Conservateur versus progressiste
Ce mot de conservateur
n’a pratiquement plus, chez nous en France, la moindre connotation positive. Un
conservateur, c’est quelqu’un qui est contre le progrès. C’est un notable la
plupart du temps de droite qui ne veut rien changer et qui s’oppose aux réformes
dont il a finalement tout à perdre. Le contraire de conservateur est
progressiste. Pour prendre une comparaison dans l’univers de la religion
catholique, et en simplifiant bien sûr, on pourrait avancer que les
progressistes sont favorables à ce que les femmes puissent dire la messe.

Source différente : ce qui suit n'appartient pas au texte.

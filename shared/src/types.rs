use std::fmt;

/// Identifies a node taking part in a networked transition.
///
/// The authority has a `PeerKey` of its own, since it acts as one of its own
/// peers when the readiness barrier is evaluated.
#[derive(PartialEq, Eq, Hash, Clone, Copy, Debug, PartialOrd, Ord)]
pub struct PeerKey(u64);

impl PeerKey {
    pub const fn new(value: u64) -> Self {
        Self(value)
    }

    pub fn value(&self) -> u64 {
        self.0
    }
}

impl fmt::Display for PeerKey {
    fn fmt(&self, f: &mut fmt::Formatter<'_>) -> fmt::Result {
        write!(f, "peer#{}", self.0)
    }
}

/// Which side of the protocol a node is on.
#[derive(Clone, Copy, Debug, PartialEq, Eq, Hash)]
pub enum NodeRole {
    Authority,
    Peer,
}
/// BARRIER LIVENESS
///
/// What happens to the readiness barrier when peers disconnect, stay silent,
/// are busy with a local transition or are torn down mid-transition.

use std::time::Duration;

use curtain_server::AuthorityConfig;
use curtain_shared::{LoadMode, PeerMessage, TransitionEvent, TransitionState};
use curtain_test::{TestSession, AUTHORITY_KEY};

fn init_logger() {
    let _ = env_logger::builder().is_test(true).try_init();
}

fn with_timeout(peer_count: usize, timeout: Duration) -> TestSession {
    TestSession::with_config(
        peer_count,
        AuthorityConfig {
            barrier_timeout: Some(timeout),
            ..Default::default()
        },
    )
}

/// Test that a peer leaving before it reports no longer holds the barrier
#[test]
fn disconnect_before_report_shrinks_the_barrier() {
    init_logger();
    let mut session = TestSession::new(2);

    session
        .authority
        .begin_networked_transition("arena", LoadMode::Single);
    session.run_until_loading();
    session.network.disconnect(TestSession::peer_key(1));

    session.authority_handles.loader.complete();
    session.peer_handles[0].loader.complete();
    session.tick_all_n(2);

    assert_eq!(session.network.all_ready_count(), 1);
    assert_eq!(session.authority.state(), TransitionState::Released);
    assert_eq!(session.peers[0].state(), TransitionState::Released);
}

/// Test the documented stall: without a timeout, a peer that disconnects
/// after everyone else reported keeps the barrier closed
#[test]
fn disconnect_after_other_reports_stalls_without_timeout() {
    init_logger();
    let mut session = TestSession::new(2);

    session
        .authority
        .begin_networked_transition("arena", LoadMode::Single);
    session.run_until_loading();
    session.authority_handles.loader.complete();
    session.peer_handles[0].loader.complete();
    session.tick_all_n(2);
    session.network.disconnect(TestSession::peer_key(1));

    session.tick_all_n(200);

    assert_eq!(session.network.all_ready_count(), 0);
    assert_eq!(session.authority.state(), TransitionState::AwaitingBarrier);
    assert_eq!(
        session
            .authority_handles
            .probe
            .count(TransitionEvent::AllPeersReady),
        0
    );
}

/// Test that a timeout excludes the silent peer and releases the rest
#[test]
fn timeout_releases_past_a_silent_peer() {
    init_logger();
    let mut session = with_timeout(2, Duration::from_millis(100));

    session
        .authority
        .begin_networked_transition("arena", LoadMode::Single);
    session.run_until_loading();
    session.authority_handles.loader.complete();
    session.peer_handles[0].loader.complete();
    // first report arrives on the first frame; the clock runs from the next
    session.tick_all_n(7);
    assert_eq!(session.network.all_ready_count(), 0);

    session.tick_all();

    assert_eq!(session.network.all_ready_count(), 1);
    assert_eq!(
        session.authority.barrier().excluded().iter().copied().collect::<Vec<_>>(),
        vec![TestSession::peer_key(1)]
    );
    assert_eq!(session.authority.state(), TransitionState::Released);
    assert_eq!(session.peers[0].state(), TransitionState::Released);
    // the slow peer heard the release while still loading
    assert_eq!(
        session.peers[1].state(),
        TransitionState::AwaitingExternalLoad
    );
    assert_eq!(
        session.peer_handles[1].probe.events(),
        vec![TransitionEvent::LoadingStarted]
    );

    // once it finishes loading, it is released straight away
    session.peer_handles[1].loader.complete();
    session.tick_all();

    assert_eq!(session.peers[1].state(), TransitionState::Released);
    assert_eq!(
        session.peer_handles[1].probe.events(),
        vec![
            TransitionEvent::LoadingStarted,
            TransitionEvent::LoadingCompleted,
            TransitionEvent::AllPeersReady,
        ]
    );
    assert_eq!(session.network.all_ready_count(), 1);
}

/// Test that a peer busy with a local transition ignores the start and
/// never reports
#[test]
fn busy_peer_ignores_start() {
    init_logger();
    let mut session = TestSession::with_fade(1, Duration::from_millis(64));

    session.peers[0].begin_fade_to_black();
    session.tick_peer(0);
    let local_epoch = session.peers[0].current_epoch();

    session
        .authority
        .begin_networked_transition("arena", LoadMode::Single);
    session.tick_all_n(10);
    session.authority_handles.loader.complete();
    session.tick_all_n(50);

    assert_eq!(session.peers[0].state(), TransitionState::Covered);
    assert_eq!(session.peers[0].current_epoch(), local_epoch);
    assert!(session.peer_handles[0].loader.requests().is_empty());
    assert!(session.network.reports().is_empty());
    assert_eq!(session.authority.state(), TransitionState::AwaitingBarrier);
    let ready = session.authority.barrier().ready_set().expect("barrier open");
    assert!(ready.contains(&AUTHORITY_KEY));
    assert_eq!(ready.len(), 1);
}

/// Test that tearing down the authority forgets the barrier but leaves peers
/// mid-transition
#[test]
fn authority_teardown_cancels_locally_only() {
    init_logger();
    let mut session = TestSession::new(1);

    session
        .authority
        .begin_networked_transition("arena", LoadMode::Single);
    session.tick_all_n(5);
    let alpha = session.authority.machine().alpha();

    session.authority.teardown();

    assert!(!session.authority.is_transitioning());
    assert!(session.authority.barrier().current_epoch().is_none());
    assert!(session.peers[0].is_transitioning());
    // the overlay keeps what it last showed
    assert_eq!(
        session.authority_handles.overlay.borrow().last_alpha(),
        Some(alpha)
    );

    let broadcasts = session.network.broadcasts().len();
    session.tick_all_n(5);
    assert_eq!(session.network.broadcasts().len(), broadcasts);
    assert_eq!(session.authority.state(), TransitionState::Idle);
}

/// Test that tearing down a peer leaves the authority's barrier waiting
#[test]
fn peer_teardown_leaves_barrier_open() {
    init_logger();
    let mut session = TestSession::new(1);

    session
        .authority
        .begin_networked_transition("arena", LoadMode::Single);
    session.run_until_loading();
    session.peers[0].teardown();
    assert!(!session.peers[0].is_transitioning());

    session.authority_handles.loader.complete();
    session.peer_handles[0].loader.complete();
    session.tick_all_n(20);

    assert!(session.network.reports().is_empty());
    assert_eq!(session.authority.state(), TransitionState::AwaitingBarrier);
    assert_eq!(session.network.all_ready_count(), 0);
}

/// Test that a load abandoned by teardown never completes the next epoch
#[test]
fn torn_down_load_does_not_complete_next_epoch() {
    init_logger();
    let mut session = TestSession::new(1);

    session
        .authority
        .begin_networked_transition("a", LoadMode::Single);
    session.run_until_loading();
    session.authority.teardown();
    session.peers[0].teardown();

    assert!(!session.authority_handles.loader.is_loading());
    assert!(!session.peer_handles[0].loader.is_loading());
    assert_eq!(session.authority_handles.loader.aborts(), 1);
    assert_eq!(session.peer_handles[0].loader.aborts(), 1);

    // the engine finishes the abandoned loads anyway
    session.complete_all_loads();

    session
        .authority
        .begin_networked_transition("b", LoadMode::Single);
    let epoch = session.authority.current_epoch().expect("epoch allocated");
    session.run_until_loading();
    session.tick_all_n(20);

    assert_eq!(
        session.authority.state(),
        TransitionState::AwaitingExternalLoad
    );
    assert_eq!(
        session.peers[0].state(),
        TransitionState::AwaitingExternalLoad
    );
    assert!(session.network.reports().is_empty());
    assert_eq!(session.network.all_ready_count(), 0);
    let ready = session.authority.barrier().ready_set().expect("barrier open");
    assert_eq!(ready.epoch(), epoch);
    assert!(ready.is_empty());

    // only the load for "b" releases the barrier
    session.complete_all_loads();
    session.tick_all_n(2);

    assert_eq!(session.authority.state(), TransitionState::Released);
    assert_eq!(session.peers[0].state(), TransitionState::Released);
    assert_eq!(
        session.network.reports(),
        vec![PeerMessage::ReportReady {
            epoch,
            peer: TestSession::peer_key(0),
        }]
    );
    assert_eq!(session.network.all_ready_count(), 1);
}

/// Test that a load abandoned by an early fade-out never completes the next
/// epoch
#[test]
fn faded_out_load_does_not_complete_next_epoch() {
    init_logger();
    let mut session = TestSession::with_fade(1, Duration::from_millis(64));

    session
        .authority
        .begin_networked_transition("a", LoadMode::Single);
    session.run_until_loading();
    session.authority.complete_networked_transition();
    session.peers[0].complete_networked_transition();
    session.complete_all_loads();
    session.tick_all_n(10);

    assert!(session.authority.state().is_idle());
    assert!(session.peers[0].state().is_idle());
    assert_eq!(session.peer_handles[0].loader.aborts(), 1);

    session
        .authority
        .begin_networked_transition("b", LoadMode::Single);
    session.run_until_loading();
    session.tick_all_n(10);

    assert_eq!(
        session.peers[0].state(),
        TransitionState::AwaitingExternalLoad
    );
    assert!(session.network.reports().is_empty());
    assert_eq!(session.network.all_ready_count(), 0);
}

Tandis que les conservateurs ne le sont pas.
Il est évident que
cette répartition manichéenne entre conservateur et progressiste atteint
vite ses limites : les sociétés n’ont pas toujours évolué dans la bonne
direction. Lorsque des évolutions proposées par les progressistes sont
dangereuses, c’est le terme de conservateur qui devrait être positivement
connoté. Imaginons que notre pays fasse actuellement fausse route sur bien des
sujets de société. Combien d’années faudra-t-il au mot conservateur pour qu’il
retrouve de son éclat ? Ce sera probablement trop tard…
En fait, la
supériorité apparente du terme progressiste trahit un parti pris solidement
ancré dans notre société, et qui sera difficile à changer. Ce parti pris se
résume en cette très simple équation :
- Ne pas changer est dangereux,
- C’était toujours moins bien avant,
- Il suffit de changer pour que ce soit mieux.
Tout compte fait, le
statut sémantique des mots progressiste et conservateur ne prouverait-il pas un
certain angélisme de notre société ?
Libéral versus socialiste
Cette opposition
libéral/socialiste est certainement la plus grosse imposture sémantique
actuelle. Sans détour, on peut dire que chez la plupart des Français, libéral
signifie sans pitié, prêt à paupériser les faibles et les fragiles, prêt à
s’enrichir sur leur dos. Tandis que socialiste, bénéficiant de surcroît de la
racine social, signifie à peu près l’inverse : solidarité, entraide,
oblativité…
Au-delà du fait que
cette antinomie semble inoxydable, puisqu’elle s’est créée à l’abri de
l’épreuve des faits (il est en effet difficile de trouver des justifications
historiques à cette préférence pour le socialisme tel qu’il est connoté en
France aujourd’hui), il est amusant de se rappeler l’origine sociale (pour ne
pas dire socialiste) du libéralisme. Ce courant a suffisamment été porté par
certains de nos plus grands auteurs (Sand : Le
compagnon du tour de France, Stendhal : Le
rouge et le noir, etc.) pour que l’on puisse affirmer qu’il partait du
souhait de rétablir l’égalité entre les dominants et les dominés, entre la
noblesse et le peuple, entre les riches et les pauvres. Inversement,
rétrospectivement, le socialisme se trouve associé à des événements de
l’histoire qui ne sont pas particulièrement reluisants (la lecture de La route de la servitude de Hayek est édifiante à
ce sujet) mais son contenu sémantique ne semble toujours pas en souffrir.
Cette méprise, que
l’on pourrait qualifier de diachronique, est double : toujours valoriser le
courant socialiste, quel que soit le contexte du moment, est une erreur grave.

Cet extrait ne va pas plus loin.